Work through the data below and give the number of lines holding the word "shape", without any other text.

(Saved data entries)

——————

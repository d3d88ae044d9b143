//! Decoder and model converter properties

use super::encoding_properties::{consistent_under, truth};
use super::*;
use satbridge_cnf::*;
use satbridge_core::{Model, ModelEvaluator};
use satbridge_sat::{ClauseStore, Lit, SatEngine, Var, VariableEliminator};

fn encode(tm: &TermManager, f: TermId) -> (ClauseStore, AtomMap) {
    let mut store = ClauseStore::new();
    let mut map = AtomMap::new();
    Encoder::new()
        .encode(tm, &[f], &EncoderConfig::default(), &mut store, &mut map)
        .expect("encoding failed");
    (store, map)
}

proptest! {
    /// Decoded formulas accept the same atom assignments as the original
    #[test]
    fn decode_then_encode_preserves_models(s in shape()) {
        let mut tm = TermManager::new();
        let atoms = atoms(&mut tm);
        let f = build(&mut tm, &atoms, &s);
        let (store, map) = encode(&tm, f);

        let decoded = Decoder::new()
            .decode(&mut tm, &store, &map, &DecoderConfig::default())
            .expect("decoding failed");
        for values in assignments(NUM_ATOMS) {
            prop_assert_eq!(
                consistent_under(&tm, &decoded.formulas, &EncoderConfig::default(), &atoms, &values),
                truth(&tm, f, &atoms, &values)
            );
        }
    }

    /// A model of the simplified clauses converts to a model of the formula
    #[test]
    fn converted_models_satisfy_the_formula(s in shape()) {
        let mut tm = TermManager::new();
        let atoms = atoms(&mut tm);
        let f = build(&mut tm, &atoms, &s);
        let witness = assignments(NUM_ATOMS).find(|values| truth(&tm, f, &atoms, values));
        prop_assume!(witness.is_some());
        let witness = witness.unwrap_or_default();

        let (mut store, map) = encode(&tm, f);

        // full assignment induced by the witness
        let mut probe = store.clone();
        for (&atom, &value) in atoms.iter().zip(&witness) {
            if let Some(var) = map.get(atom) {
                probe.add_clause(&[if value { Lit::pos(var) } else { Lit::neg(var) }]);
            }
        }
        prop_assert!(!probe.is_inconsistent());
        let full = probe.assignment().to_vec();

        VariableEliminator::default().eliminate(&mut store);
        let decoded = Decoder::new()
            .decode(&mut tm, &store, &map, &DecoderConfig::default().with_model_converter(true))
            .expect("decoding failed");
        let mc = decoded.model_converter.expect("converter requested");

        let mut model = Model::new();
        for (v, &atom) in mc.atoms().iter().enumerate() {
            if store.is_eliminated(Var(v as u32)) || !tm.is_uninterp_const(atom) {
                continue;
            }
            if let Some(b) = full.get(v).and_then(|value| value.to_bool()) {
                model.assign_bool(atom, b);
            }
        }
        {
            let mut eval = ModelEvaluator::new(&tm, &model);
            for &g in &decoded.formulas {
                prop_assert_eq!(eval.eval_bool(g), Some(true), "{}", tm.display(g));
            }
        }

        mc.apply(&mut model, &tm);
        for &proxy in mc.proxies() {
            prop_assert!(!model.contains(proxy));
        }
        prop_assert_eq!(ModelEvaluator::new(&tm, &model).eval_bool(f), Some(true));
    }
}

——————

» **Output for this task**
2